■ Work order ■
Whenever a line in the following entries includes "must", tally it. Report nothing except the final count.
====== Provided data ======
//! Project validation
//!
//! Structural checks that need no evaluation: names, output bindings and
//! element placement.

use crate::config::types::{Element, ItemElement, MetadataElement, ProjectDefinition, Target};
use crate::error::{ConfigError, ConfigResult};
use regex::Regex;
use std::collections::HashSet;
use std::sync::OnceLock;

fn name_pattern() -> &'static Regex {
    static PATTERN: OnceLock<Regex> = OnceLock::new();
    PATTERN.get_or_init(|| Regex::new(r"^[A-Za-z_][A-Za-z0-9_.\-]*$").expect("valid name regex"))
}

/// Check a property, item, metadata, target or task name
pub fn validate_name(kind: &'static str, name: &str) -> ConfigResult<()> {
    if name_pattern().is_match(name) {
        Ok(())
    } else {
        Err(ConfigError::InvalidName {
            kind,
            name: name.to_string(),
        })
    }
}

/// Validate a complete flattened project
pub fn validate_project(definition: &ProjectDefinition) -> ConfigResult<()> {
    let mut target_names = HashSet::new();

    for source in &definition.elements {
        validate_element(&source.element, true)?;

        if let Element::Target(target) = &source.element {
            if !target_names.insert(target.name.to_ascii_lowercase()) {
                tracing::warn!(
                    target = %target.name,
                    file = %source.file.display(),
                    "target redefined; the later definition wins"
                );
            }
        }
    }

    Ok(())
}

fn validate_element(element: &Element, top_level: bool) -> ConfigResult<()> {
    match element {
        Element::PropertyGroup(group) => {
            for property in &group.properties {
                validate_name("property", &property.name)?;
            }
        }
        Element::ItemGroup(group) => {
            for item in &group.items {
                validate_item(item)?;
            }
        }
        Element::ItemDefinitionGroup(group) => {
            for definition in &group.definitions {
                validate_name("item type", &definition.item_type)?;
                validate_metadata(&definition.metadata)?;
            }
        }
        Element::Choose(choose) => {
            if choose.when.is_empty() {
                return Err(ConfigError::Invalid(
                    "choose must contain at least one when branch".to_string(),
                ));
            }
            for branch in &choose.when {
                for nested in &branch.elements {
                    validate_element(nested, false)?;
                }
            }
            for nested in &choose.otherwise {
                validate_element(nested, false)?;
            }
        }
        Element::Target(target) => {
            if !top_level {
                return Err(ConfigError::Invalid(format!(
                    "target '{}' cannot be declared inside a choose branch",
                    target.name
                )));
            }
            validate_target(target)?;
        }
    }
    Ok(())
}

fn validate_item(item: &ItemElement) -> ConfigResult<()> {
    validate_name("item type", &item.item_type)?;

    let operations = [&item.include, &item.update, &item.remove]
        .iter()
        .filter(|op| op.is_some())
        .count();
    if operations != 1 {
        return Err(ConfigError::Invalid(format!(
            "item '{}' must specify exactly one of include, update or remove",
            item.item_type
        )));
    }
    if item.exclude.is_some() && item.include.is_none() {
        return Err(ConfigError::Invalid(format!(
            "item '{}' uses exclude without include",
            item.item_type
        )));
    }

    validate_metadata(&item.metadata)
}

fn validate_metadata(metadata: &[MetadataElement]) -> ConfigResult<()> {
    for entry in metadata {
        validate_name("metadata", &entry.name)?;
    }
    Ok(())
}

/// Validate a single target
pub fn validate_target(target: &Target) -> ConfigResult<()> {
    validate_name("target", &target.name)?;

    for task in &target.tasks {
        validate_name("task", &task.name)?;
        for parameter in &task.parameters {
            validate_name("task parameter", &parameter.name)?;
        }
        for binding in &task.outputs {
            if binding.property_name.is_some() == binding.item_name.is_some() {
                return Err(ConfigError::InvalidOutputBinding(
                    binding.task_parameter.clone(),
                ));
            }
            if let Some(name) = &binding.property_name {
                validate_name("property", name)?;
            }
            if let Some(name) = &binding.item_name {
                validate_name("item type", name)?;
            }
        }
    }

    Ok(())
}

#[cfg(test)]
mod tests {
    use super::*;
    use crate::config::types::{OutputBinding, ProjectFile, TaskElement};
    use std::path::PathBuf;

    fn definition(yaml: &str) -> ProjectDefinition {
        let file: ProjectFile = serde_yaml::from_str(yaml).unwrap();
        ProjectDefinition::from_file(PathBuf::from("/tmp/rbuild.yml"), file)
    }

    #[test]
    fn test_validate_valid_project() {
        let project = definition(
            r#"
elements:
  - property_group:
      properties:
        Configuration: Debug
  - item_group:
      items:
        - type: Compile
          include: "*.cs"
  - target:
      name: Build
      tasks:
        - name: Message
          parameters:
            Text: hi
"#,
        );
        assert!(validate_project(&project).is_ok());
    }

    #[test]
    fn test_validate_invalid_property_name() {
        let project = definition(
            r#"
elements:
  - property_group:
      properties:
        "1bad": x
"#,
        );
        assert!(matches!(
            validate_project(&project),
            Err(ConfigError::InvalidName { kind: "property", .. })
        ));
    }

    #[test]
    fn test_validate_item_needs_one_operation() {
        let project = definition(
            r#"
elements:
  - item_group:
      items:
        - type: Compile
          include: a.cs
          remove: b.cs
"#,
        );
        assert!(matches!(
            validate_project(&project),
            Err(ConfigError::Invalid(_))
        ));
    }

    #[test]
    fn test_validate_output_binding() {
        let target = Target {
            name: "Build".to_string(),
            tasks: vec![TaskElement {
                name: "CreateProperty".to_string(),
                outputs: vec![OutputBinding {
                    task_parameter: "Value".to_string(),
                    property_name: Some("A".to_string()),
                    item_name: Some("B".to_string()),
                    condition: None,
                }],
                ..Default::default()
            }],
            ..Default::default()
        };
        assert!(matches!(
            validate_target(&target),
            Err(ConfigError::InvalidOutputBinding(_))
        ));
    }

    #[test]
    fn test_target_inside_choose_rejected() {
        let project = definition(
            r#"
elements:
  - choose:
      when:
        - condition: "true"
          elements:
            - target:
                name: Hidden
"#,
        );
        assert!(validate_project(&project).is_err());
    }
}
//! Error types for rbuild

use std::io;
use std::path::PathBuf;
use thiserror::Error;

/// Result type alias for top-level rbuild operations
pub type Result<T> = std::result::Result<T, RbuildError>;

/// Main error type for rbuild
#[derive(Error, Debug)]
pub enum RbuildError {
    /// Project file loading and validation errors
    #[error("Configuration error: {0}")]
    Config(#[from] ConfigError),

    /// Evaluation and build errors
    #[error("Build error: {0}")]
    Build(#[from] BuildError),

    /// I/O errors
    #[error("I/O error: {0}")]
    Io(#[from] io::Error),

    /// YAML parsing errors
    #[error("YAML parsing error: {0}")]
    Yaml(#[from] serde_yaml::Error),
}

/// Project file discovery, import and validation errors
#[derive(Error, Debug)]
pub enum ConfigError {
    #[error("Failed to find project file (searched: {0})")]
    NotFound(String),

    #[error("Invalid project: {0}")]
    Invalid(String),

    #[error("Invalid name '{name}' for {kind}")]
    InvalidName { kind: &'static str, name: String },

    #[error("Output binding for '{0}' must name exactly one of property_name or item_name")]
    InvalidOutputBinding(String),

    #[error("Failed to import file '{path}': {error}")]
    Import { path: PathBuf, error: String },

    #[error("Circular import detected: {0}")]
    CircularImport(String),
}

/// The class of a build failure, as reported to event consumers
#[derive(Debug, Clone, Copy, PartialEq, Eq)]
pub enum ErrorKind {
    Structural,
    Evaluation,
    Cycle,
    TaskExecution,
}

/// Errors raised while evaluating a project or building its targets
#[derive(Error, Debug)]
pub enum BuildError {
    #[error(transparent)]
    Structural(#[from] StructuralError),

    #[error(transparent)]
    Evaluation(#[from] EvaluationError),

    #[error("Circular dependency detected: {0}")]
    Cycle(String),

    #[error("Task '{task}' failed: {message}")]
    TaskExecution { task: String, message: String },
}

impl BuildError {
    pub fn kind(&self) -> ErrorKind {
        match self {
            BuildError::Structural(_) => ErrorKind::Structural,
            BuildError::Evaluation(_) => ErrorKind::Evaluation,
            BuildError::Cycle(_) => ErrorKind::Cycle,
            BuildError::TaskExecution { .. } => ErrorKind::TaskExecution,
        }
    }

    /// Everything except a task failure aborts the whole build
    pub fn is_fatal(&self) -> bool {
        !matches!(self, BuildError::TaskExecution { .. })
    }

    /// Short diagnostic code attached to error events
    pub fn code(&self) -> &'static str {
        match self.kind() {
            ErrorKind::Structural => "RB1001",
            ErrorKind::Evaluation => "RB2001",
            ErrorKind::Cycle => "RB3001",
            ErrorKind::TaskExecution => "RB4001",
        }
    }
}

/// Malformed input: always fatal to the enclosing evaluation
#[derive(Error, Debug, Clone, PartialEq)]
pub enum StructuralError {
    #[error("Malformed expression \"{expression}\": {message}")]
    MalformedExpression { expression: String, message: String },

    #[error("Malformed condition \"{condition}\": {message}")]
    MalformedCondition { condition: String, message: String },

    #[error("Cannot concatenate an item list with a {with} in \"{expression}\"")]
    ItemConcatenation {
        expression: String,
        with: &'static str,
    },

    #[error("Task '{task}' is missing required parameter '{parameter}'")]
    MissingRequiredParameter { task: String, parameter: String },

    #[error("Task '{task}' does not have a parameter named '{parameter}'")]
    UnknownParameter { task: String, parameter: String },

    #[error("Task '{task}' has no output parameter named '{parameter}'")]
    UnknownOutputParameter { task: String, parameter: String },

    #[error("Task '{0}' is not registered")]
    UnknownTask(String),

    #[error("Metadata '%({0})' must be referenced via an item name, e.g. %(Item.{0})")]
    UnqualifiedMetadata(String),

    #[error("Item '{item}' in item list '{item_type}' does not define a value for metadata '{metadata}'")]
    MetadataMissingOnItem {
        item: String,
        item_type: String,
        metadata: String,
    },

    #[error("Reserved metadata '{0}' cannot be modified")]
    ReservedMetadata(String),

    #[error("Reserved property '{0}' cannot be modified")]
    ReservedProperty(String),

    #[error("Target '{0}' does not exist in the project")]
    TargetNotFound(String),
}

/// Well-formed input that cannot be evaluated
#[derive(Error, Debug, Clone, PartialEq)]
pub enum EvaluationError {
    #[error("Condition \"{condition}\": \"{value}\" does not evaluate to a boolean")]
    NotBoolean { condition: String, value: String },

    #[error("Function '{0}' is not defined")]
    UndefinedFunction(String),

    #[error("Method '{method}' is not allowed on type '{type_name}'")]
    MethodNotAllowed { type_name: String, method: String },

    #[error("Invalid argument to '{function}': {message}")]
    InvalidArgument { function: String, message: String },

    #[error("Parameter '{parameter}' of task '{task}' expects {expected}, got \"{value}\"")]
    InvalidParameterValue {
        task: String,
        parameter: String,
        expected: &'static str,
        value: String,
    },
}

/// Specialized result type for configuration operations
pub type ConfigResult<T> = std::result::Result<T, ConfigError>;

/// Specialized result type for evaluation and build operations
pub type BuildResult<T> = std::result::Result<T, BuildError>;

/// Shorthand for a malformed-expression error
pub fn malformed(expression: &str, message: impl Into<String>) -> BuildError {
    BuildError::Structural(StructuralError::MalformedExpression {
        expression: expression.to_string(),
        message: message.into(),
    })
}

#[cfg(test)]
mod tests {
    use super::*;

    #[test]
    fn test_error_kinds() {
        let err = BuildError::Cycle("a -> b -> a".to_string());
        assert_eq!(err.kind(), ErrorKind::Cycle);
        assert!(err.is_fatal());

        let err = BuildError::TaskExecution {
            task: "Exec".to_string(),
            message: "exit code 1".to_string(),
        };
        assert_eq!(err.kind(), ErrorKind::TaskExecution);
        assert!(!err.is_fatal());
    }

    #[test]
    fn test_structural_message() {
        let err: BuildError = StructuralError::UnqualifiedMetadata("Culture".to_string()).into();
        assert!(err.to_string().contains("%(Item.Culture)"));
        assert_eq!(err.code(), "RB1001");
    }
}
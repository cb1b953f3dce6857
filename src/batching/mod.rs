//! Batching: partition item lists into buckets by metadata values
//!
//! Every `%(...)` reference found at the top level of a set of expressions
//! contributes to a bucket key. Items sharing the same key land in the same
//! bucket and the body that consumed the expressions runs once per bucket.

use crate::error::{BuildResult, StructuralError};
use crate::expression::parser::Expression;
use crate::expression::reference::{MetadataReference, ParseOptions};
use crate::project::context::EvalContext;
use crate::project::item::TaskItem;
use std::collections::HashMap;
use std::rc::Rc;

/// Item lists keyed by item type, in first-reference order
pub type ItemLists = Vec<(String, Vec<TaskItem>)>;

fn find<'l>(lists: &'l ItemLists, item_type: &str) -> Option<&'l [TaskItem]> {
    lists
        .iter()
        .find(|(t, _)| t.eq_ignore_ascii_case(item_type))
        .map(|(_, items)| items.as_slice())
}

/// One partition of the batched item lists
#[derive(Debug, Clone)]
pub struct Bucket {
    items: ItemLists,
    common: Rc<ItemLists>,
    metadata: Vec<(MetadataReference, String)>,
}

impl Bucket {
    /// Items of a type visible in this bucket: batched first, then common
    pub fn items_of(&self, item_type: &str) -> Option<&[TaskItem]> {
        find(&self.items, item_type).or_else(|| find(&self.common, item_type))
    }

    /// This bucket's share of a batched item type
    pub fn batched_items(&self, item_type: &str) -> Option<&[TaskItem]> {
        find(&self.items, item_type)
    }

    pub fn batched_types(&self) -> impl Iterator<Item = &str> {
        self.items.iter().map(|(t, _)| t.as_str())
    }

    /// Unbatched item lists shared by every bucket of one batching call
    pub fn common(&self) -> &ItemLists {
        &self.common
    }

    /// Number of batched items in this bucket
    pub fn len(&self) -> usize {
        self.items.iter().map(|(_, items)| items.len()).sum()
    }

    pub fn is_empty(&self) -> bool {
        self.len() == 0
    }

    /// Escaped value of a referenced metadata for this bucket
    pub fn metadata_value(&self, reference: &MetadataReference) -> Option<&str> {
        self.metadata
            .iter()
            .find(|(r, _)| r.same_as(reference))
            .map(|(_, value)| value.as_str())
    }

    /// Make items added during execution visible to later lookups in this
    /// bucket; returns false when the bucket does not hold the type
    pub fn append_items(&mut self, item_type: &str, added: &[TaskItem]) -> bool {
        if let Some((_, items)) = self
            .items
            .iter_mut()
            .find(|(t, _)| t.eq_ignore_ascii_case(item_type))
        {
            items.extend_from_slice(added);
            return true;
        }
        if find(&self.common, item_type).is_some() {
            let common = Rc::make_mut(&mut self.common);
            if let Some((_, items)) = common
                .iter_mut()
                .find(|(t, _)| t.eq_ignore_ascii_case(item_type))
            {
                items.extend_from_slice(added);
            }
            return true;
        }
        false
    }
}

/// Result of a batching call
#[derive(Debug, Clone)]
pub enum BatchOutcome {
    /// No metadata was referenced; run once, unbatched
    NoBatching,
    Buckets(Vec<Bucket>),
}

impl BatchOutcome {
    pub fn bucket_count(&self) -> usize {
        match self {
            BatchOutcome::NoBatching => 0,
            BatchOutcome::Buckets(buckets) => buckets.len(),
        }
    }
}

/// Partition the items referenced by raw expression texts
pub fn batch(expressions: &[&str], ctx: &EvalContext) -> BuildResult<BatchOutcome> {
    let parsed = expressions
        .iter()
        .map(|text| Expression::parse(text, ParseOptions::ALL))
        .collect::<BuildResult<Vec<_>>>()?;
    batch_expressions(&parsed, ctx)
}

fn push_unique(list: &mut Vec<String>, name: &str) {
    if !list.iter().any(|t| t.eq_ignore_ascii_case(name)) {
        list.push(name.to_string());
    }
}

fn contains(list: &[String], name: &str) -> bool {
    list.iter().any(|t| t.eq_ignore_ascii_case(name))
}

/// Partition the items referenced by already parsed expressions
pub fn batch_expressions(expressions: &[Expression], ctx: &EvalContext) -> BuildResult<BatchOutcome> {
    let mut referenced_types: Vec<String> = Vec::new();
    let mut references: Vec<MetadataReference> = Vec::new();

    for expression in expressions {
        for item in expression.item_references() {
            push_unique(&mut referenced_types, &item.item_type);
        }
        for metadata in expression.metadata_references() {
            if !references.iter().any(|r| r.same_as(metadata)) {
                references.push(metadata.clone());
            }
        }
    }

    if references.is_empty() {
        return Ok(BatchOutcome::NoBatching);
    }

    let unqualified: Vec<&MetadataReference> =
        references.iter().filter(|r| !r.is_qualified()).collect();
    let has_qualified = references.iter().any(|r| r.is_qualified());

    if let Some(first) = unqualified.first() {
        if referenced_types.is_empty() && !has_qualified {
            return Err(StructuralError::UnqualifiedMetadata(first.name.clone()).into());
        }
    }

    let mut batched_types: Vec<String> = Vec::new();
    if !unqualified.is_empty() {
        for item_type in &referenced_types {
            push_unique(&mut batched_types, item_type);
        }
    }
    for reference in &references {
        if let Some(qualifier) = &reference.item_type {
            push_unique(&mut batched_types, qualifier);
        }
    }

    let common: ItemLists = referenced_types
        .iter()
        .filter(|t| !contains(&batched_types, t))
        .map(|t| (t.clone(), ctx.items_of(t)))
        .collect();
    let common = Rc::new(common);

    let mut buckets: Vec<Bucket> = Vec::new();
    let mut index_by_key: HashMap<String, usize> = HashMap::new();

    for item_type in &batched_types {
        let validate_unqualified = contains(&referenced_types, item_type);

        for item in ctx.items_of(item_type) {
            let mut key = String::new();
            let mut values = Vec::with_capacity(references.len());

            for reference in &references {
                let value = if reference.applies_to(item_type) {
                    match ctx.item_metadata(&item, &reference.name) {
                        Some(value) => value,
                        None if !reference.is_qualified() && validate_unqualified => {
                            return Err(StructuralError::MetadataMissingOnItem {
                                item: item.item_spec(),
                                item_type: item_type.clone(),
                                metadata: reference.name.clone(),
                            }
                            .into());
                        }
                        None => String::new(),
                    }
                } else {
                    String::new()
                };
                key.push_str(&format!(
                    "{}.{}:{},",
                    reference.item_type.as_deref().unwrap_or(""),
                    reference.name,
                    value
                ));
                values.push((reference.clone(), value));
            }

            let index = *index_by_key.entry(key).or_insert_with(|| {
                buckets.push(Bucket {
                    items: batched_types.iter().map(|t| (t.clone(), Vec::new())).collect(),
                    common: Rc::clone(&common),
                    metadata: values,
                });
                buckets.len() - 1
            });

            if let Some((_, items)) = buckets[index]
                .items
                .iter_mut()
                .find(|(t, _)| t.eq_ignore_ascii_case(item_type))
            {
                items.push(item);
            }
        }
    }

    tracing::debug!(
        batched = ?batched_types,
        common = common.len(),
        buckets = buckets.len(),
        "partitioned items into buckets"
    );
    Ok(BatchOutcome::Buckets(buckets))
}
======
■ Exercise result ■
4